For some females, the pain can be disabling, so much so that some countries have come to approve leave policies for workers who suffer from incapacitating menstrual pain. Currently, no EU country has a law that provides for menstrual leave. However, there are a couple of exceptions in Spain. The city council of Girona approved a policy last June, and 3 months later, Castelló de la Plana’s city council followed suit. The policies have since become rights protected by labor law. “For those who have severe dysmenorrhea, it’s great to have the option to take menstrual leave,” said Al Adib.

Genetic and Environmental Factors

Although there are genetic factors at play in this condition, “there’s also an environmental aspect; bad habits, stress, eating processed foods, insomnia all can intensify this kind of pain,” Al Adib said. SEGO points out that females who smoke or who are overweight are more likely to develop this painful disorder.
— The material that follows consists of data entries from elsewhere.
//! network-level operational statistics for GTFS schedules.
//!
//! consumes already-parsed GTFS tables (stops, routes, trips, stop times,
//! shapes, calendars) and computes per-route, per-stop, per-trip and
//! feed-wide service metrics for one or more service dates. all
//! computation is in-memory; feed loading and result export belong to the
//! caller.

pub mod calendar;
pub mod model;
pub mod projection;
pub mod report;
pub mod stats;
pub mod time;
pub mod trip;

pub use stats::{StatsConfig, StatsEngine, StatsError, StatsRequest};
Dysmenorrhea is caused by a prostaglandin imbalance. High levels of prostaglandins lead to inflammation. “For example, processed foods, a sedentary lifestyle, and insomnia can stimulate the production of prostaglandins. Losing weight or gaining weight also alters the balance of hormones in such a way as to favor inflammatory processes. It’s the same with stress, which is regulated by cortisol,” said Al Adib, who has explored the issue in-depth in her books Hablemos de nosotras: reflexiones de una ginecóloga rebelde [Let’s Talk About Us: Reflections of a Rebellious Gynecologist] and Hablemos de vaginas: salud sexual femenina desde una perspectiva global [Let’s Talk About Vaginas: A Comprehensive Look at Female Sexual Health].
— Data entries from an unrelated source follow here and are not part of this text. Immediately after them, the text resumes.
use std::collections::{BTreeMap, BTreeSet, HashMap, HashSet};

use chrono::{Datelike, NaiveDate};

use crate::calendar::calendar_error::CalendarError;
use crate::model::{CalendarException, CalendarPattern, ExceptionType};

/// resolves which service identifiers are active on queried dates from the
/// weekly calendar patterns and their single-date exceptions.
///
/// exceptions always override patterns: an `Added` exception activates a
/// service on its date even when no pattern mentions it, and a `Removed`
/// exception deactivates it even when the pattern flags the weekday.
/// duplicate exceptions for one (service, date) pair are rejected at
/// construction, before any query can observe them.
pub struct CalendarResolver {
    patterns: Vec<CalendarPattern>,
    exceptions: HashMap<NaiveDate, Vec<(String, ExceptionType)>>,
}

impl CalendarResolver {
    pub fn new(
        patterns: &[CalendarPattern],
        exceptions: &[CalendarException],
    ) -> Result<CalendarResolver, CalendarError> {
        let mut seen: HashSet<(&str, NaiveDate)> = HashSet::new();
        let mut by_date: HashMap<NaiveDate, Vec<(String, ExceptionType)>> = HashMap::new();
        for exception in exceptions.iter() {
            if !seen.insert((exception.service_id.as_str(), exception.date)) {
                return Err(CalendarError::AmbiguousCalendarException {
                    service_id: exception.service_id.clone(),
                    date: exception.date,
                });
            }
            by_date
                .entry(exception.date)
                .or_default()
                .push((exception.service_id.clone(), exception.exception_type));
        }
        Ok(CalendarResolver {
            patterns: patterns.to_vec(),
            exceptions: by_date,
        })
    }

    /// the set of service identifiers active on a single date.
    pub fn active_services(&self, date: &NaiveDate) -> HashSet<String> {
        let mut active: HashSet<String> = self
            .patterns
            .iter()
            .filter(|p| p.contains(date) && p.runs_on_weekday(date.weekday()))
            .map(|p| p.service_id.clone())
            .collect();
        self.apply_exceptions(date, &mut active);
        active
    }

    /// active service sets for a batch of dates, one entry per distinct
    /// requested date. each pattern's date range is intersected with the
    /// batch once, so patterns outside the queried span are skipped without
    /// being revisited for every date.
    pub fn active_services_for_dates(
        &self,
        dates: &[NaiveDate],
    ) -> BTreeMap<NaiveDate, HashSet<String>> {
        let requested: BTreeSet<NaiveDate> = dates.iter().copied().collect();
        let mut active: BTreeMap<NaiveDate, HashSet<String>> = requested
            .iter()
            .map(|date| (*date, HashSet::new()))
            .collect();
        let (batch_start, batch_end) = match (requested.first(), requested.last()) {
            (Some(first), Some(last)) => (*first, *last),
            _ => return active,
        };

        for pattern in self.patterns.iter() {
            let overlap_start = std::cmp::max(batch_start, pattern.start_date);
            let overlap_end = std::cmp::min(batch_end, pattern.end_date);
            if overlap_end < overlap_start {
                continue;
            }
            for date in requested.range(overlap_start..=overlap_end) {
                if pattern.runs_on_weekday(date.weekday()) {
                    if let Some(services) = active.get_mut(date) {
                        services.insert(pattern.service_id.clone());
                    }
                }
            }
        }

        for (date, services) in active.iter_mut() {
            self.apply_exceptions(date, services);
        }
        active
    }

    fn apply_exceptions(&self, date: &NaiveDate, active: &mut HashSet<String>) {
        if let Some(overrides) = self.exceptions.get(date) {
            for (service_id, exception_type) in overrides.iter() {
                match exception_type {
                    ExceptionType::Added => {
                        active.insert(service_id.clone());
                    }
                    ExceptionType::Removed => {
                        active.remove(service_id);
                    }
                }
            }
        }
    }
}

#[cfg(test)]
mod test {
    use super::CalendarResolver;
    use crate::calendar::{CalendarError, DateSpan};
    use crate::model::{CalendarException, CalendarPattern, ExceptionType};
    use chrono::{Datelike, NaiveDate, Weekday};

    fn date(y: i32, m: u32, d: u32) -> NaiveDate {
        NaiveDate::from_ymd_opt(y, m, d).expect("test date")
    }

    fn weekday_pattern(service_id: &str) -> CalendarPattern {
        let mut pattern =
            CalendarPattern::daily(service_id, date(2024, 7, 1), date(2024, 7, 31));
        pattern.saturday = false;
        pattern.sunday = false;
        pattern
    }

    #[test]
    fn test_pattern_activates_matching_weekdays_in_range() {
        let resolver =
            CalendarResolver::new(&[weekday_pattern("wk")], &[]).expect("should build");
        let wednesday = date(2024, 7, 3);
        assert_eq!(wednesday.weekday(), Weekday::Wed);
        assert!(resolver.active_services(&wednesday).contains("wk"));
        // saturday within range, flag unset
        assert!(resolver.active_services(&date(2024, 7, 6)).is_empty());
        // monday outside the date range
        assert!(resolver.active_services(&date(2024, 8, 5)).is_empty());
    }

    #[test]
    fn test_removed_exception_overrides_active_pattern() {
        let exceptions = vec![CalendarException::new(
            "wk",
            date(2024, 7, 3),
            ExceptionType::Removed,
        )];
        let resolver =
            CalendarResolver::new(&[weekday_pattern("wk")], &exceptions).expect("should build");
        assert!(resolver.active_services(&date(2024, 7, 3)).is_empty());
        // the surrounding weekdays are untouched
        assert!(resolver.active_services(&date(2024, 7, 2)).contains("wk"));
        assert!(resolver.active_services(&date(2024, 7, 4)).contains("wk"));
    }

    #[test]
    fn test_added_exception_works_without_any_pattern() {
        let exceptions = vec![CalendarException::new(
            "sun-special",
            date(2024, 7, 4),
            ExceptionType::Added,
        )];
        let resolver = CalendarResolver::new(&[], &exceptions).expect("should build");
        assert!(resolver
            .active_services(&date(2024, 7, 4))
            .contains("sun-special"));
        // inactive on every other date, including the neighbors
        for other in DateSpan::new(date(2024, 7, 1), date(2024, 7, 14)) {
            if other != date(2024, 7, 4) {
                assert!(
                    resolver.active_services(&other).is_empty(),
                    "should be inactive on {}",
                    other
                );
            }
        }
    }

    #[test]
    fn test_duplicate_exceptions_are_ambiguous() {
        let exceptions = vec![
            CalendarException::new("wk", date(2024, 7, 3), ExceptionType::Removed),
            CalendarException::new("wk", date(2024, 7, 3), ExceptionType::Added),
        ];
        let result = CalendarResolver::new(&[weekday_pattern("wk")], &exceptions);
        assert!(matches!(
            result,
            Err(CalendarError::AmbiguousCalendarException { .. })
        ));
    }

    #[test]
    fn test_identical_duplicate_exceptions_are_still_ambiguous() {
        let exceptions = vec![
            CalendarException::new("wk", date(2024, 7, 3), ExceptionType::Removed),
            CalendarException::new("wk", date(2024, 7, 3), ExceptionType::Removed),
        ];
        let result = CalendarResolver::new(&[weekday_pattern("wk")], &exceptions);
        assert!(matches!(
            result,
            Err(CalendarError::AmbiguousCalendarException { .. })
        ));
    }

    #[test]
    fn test_batched_resolution_matches_per_date_resolution() {
        let mut saturdays = CalendarPattern::daily("sat", date(2024, 7, 1), date(2024, 7, 31));
        saturdays.monday = false;
        saturdays.tuesday = false;
        saturdays.wednesday = false;
        saturdays.thursday = false;
        saturdays.friday = false;
        saturdays.sunday = false;
        let patterns = vec![weekday_pattern("wk"), saturdays];
        let exceptions = vec![
            CalendarException::new("wk", date(2024, 7, 3), ExceptionType::Removed),
            CalendarException::new("extra", date(2024, 7, 6), ExceptionType::Added),
        ];
        let resolver = CalendarResolver::new(&patterns, &exceptions).expect("should build");

        let dates: Vec<NaiveDate> = DateSpan::new(date(2024, 7, 1), date(2024, 7, 7)).collect();
        let batched = resolver.active_services_for_dates(&dates);
        assert_eq!(batched.len(), dates.len());
        for d in dates.iter() {
            assert_eq!(
                batched.get(d).expect("date should be present"),
                &resolver.active_services(d),
                "batched and single-date results should agree on {}",
                d
            );
        }
    }

    #[test]
    fn test_batched_resolution_applies_exceptions_outside_patterns() {
        // pattern entirely outside the queried span, exception inside it
        let pattern = weekday_pattern("wk");
        let exceptions = vec![CalendarException::new(
            "holiday",
            date(2024, 9, 2),
            ExceptionType::Added,
        )];
        let resolver = CalendarResolver::new(&[pattern], &exceptions).expect("should build");
        let dates = vec![date(2024, 9, 1), date(2024, 9, 2)];
        let batched = resolver.active_services_for_dates(&dates);
        assert!(batched
            .get(&date(2024, 9, 2))
            .expect("date should be present")
            .contains("holiday"));
        assert!(batched
            .get(&date(2024, 9, 1))
            .expect("date should be present")
            .is_empty());
    }
}
use geo::{Centroid, Coord, Euclidean, Haversine, Length, LineString, MultiPoint, Point};

use crate::projection::planar_point::PlanarPoint;

/// centroid of a collection of geographic points, used to parameterize the
/// feed projector. returns None for an empty collection.
pub fn centroid_of(points: &[Point<f64>]) -> Option<Point<f64>> {
    let multi = MultiPoint::new(points.to_vec());
    multi.centroid()
}

/// total length of a planar polyline as the sum of consecutive straight-line
/// segments. fewer than two points yield zero length.
pub fn planar_length(points: &[PlanarPoint]) -> uom::si::f64::Length {
    let line: LineString<f64> = points.iter().map(|p| Coord::from(*p)).collect();
    uom::si::f64::Length::new::<uom::si::length::meter>(Euclidean.length(&line))
}

/// total great-circle length of a geographic polyline (lon/lat degrees),
/// independent of any projection. used to cross-check projected lengths.
pub fn haversine_length(points: &[Point<f64>]) -> uom::si::f64::Length {
    let line: LineString<f64> = points.iter().map(|p| p.0).collect();
    uom::si::f64::Length::new::<uom::si::length::meter>(Haversine.length(&line))
}

#[cfg(test)]
mod test {
    use super::{centroid_of, haversine_length, planar_length};
    use crate::projection::PlanarPoint;
    use approx::assert_relative_eq;
    use geo::Point;

    #[test]
    fn test_centroid_is_mean_of_points() {
        let points = vec![
            Point::new(-105.0, 39.0),
            Point::new(-104.0, 40.0),
            Point::new(-106.0, 41.0),
        ];
        let centroid = centroid_of(&points).expect("should compute centroid");
        assert_relative_eq!(centroid.x(), -105.0);
        assert_relative_eq!(centroid.y(), 40.0);
    }

    #[test]
    fn test_centroid_of_nothing_is_none() {
        assert!(centroid_of(&[]).is_none());
    }

    #[test]
    fn test_planar_length_sums_segments() {
        let points = vec![
            PlanarPoint::new(0.0, 0.0),
            PlanarPoint::new(3.0, 4.0),
            PlanarPoint::new(3.0, 14.0),
        ];
        let length = planar_length(&points);
        assert_relative_eq!(length.get::<uom::si::length::meter>(), 15.0);
    }

    #[test]
    fn test_planar_length_of_degenerate_polyline_is_zero() {
        assert_relative_eq!(
            planar_length(&[]).get::<uom::si::length::meter>(),
            0.0
        );
        assert_relative_eq!(
            planar_length(&[PlanarPoint::new(1.0, 1.0)]).get::<uom::si::length::meter>(),
            0.0
        );
    }

    #[test]
    fn test_haversine_length_of_equatorial_degree() {
        // one degree of longitude along the equator is about 111.2 km on the
        // mean-radius sphere geo uses
        let points = vec![Point::new(0.0, 0.0), Point::new(1.0, 0.0)];
        let length = haversine_length(&points);
        assert_relative_eq!(
            length.get::<uom::si::length::meter>(),
            111_195.0,
            max_relative = 0.002
        );
    }
}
The drugs that are used to treat this type of pain are anti-inflammatory painkillers and contraceptives. “Combined oral contraceptives, ‘the pill,’ contain synthetic hormones that inhibit the hypothalamic-pituitary-ovarian axis. This creates an artificial menstrual cycle in which ovulation does not occur,” Al Adib explained. The following behaviors help reduce symptoms: exercising regularly; cutting down on cigarettes, alcohol, and caffeine; following a diet low in saturated fats; drinking more fluids; and getting better sleep. “If dysmenorrhea is the result of bad habits, the first step of any treatment plan would ideally be to advise the patient to replace those habits with good ones. And if things don’t improve, we can start the patient on supplements and come up with a custom nutrition plan to address the high levels of estrogen and inflammation. There are also some other options, such as pelvic floor physical therapy,” she noted. When it comes to dysmenorrhea, Al Adib believes that one of the biggest challenges is the lack of patient information, especially for young females.
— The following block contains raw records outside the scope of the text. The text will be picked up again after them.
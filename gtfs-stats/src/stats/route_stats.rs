use chrono::NaiveDate;
use serde::{Deserialize, Serialize};

use crate::time::ServiceTime;

/// per-route statistics for one service date. a route with no active trips
/// on the date keeps its row, with `num_trips` 0 and every measured cell
/// `None`: undefined service is distinguishable from a route that ran and
/// covered zero distance.
///
/// distance cells sum over all active trips (degenerate geometry counts as
/// zero); duration and speed cells sum over trips whose endpoint times are
/// usable, so `mean_speed` always divides matched sums.
#[derive(Serialize, Deserialize, Debug, Clone, PartialEq)]
pub struct RouteStats {
    pub route_id: String,
    pub date: NaiveDate,
    pub num_trips: usize,
    pub total_distance: Option<uom::si::f64::Length>,
    pub total_duration: Option<uom::si::f64::Time>,
    pub mean_speed: Option<uom::si::f64::Velocity>,
    pub mean_trip_distance: Option<uom::si::f64::Length>,
    pub mean_trip_duration: Option<uom::si::f64::Time>,
    /// earliest trip start among the route's active trips
    pub start_time: Option<ServiceTime>,
    /// latest trip end among the route's active trips
    pub end_time: Option<ServiceTime>,
    /// maximum number of the route's trips running simultaneously
    pub peak_num_trips: Option<usize>,
    pub min_headway: Option<uom::si::f64::Time>,
    pub mean_headway: Option<uom::si::f64::Time>,
    pub max_headway: Option<uom::si::f64::Time>,
}

impl RouteStats {
    /// the row for a (route, date) pair with no active trips.
    pub fn no_service(route_id: &str, date: NaiveDate) -> RouteStats {
        RouteStats {
            route_id: route_id.to_string(),
            date,
            num_trips: 0,
            total_distance: None,
            total_duration: None,
            mean_speed: None,
            mean_trip_distance: None,
            mean_trip_duration: None,
            start_time: None,
            end_time: None,
            peak_num_trips: None,
            min_headway: None,
            mean_headway: None,
            max_headway: None,
        }
    }

    pub fn has_service(&self) -> bool {
        self.num_trips > 0
    }
}

/// per-route statistics averaged over a date set, weighting every date
/// with service equally regardless of its trip count (mean of daily means,
/// not a pooled mean over all trips). dates without service are counted in
/// `num_days` but excluded from the means.
#[derive(Serialize, Deserialize, Debug, Clone, PartialEq)]
pub struct RouteStatsSummary {
    pub route_id: String,
    pub num_days: usize,
    pub num_days_with_service: usize,
    pub mean_num_trips: Option<f64>,
    pub mean_total_distance: Option<uom::si::f64::Length>,
    pub mean_total_duration: Option<uom::si::f64::Time>,
    pub mean_speed: Option<uom::si::f64::Velocity>,
}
A survey of 1000 female high school students in France found that even though a vast majority suffered from dysmenorrhea, half had not consulted a doctor about it. Instead, most took medication on their own — and often not enough to adequately relieve the pain. What was alarming was the percentage of respondents who greatly downplayed their pain symptoms: 55.1% believed that intense pain was a normal part of menstruation.

As for Carmona, he believes that “we need to educate young people about this problem, one that has the potential to greatly affect the lives of girls and women; we need more campaigns to raise awareness, explaining to adolescents that period pain is not normal: having your period doesn’t have to mean pain. Because there’s a genetic component, girls will look at their relatives’ experiences. Their grandmother, their mother, their aunt — when they were young, they experienced the same kind of pains; then, as they got older, things improved. So, based on this, the girls come to the conclusion that this is just how it goes, that they’ve got to hang in there and bear the pain.”

“In biology classes, students learn things that are much more complicated than the menstrual cycle and the causes of period pain. The basic facts of these two topics should be taught as part of the regular curriculum,” said Al Adib. “That knowledge will prove to be so very helpful.”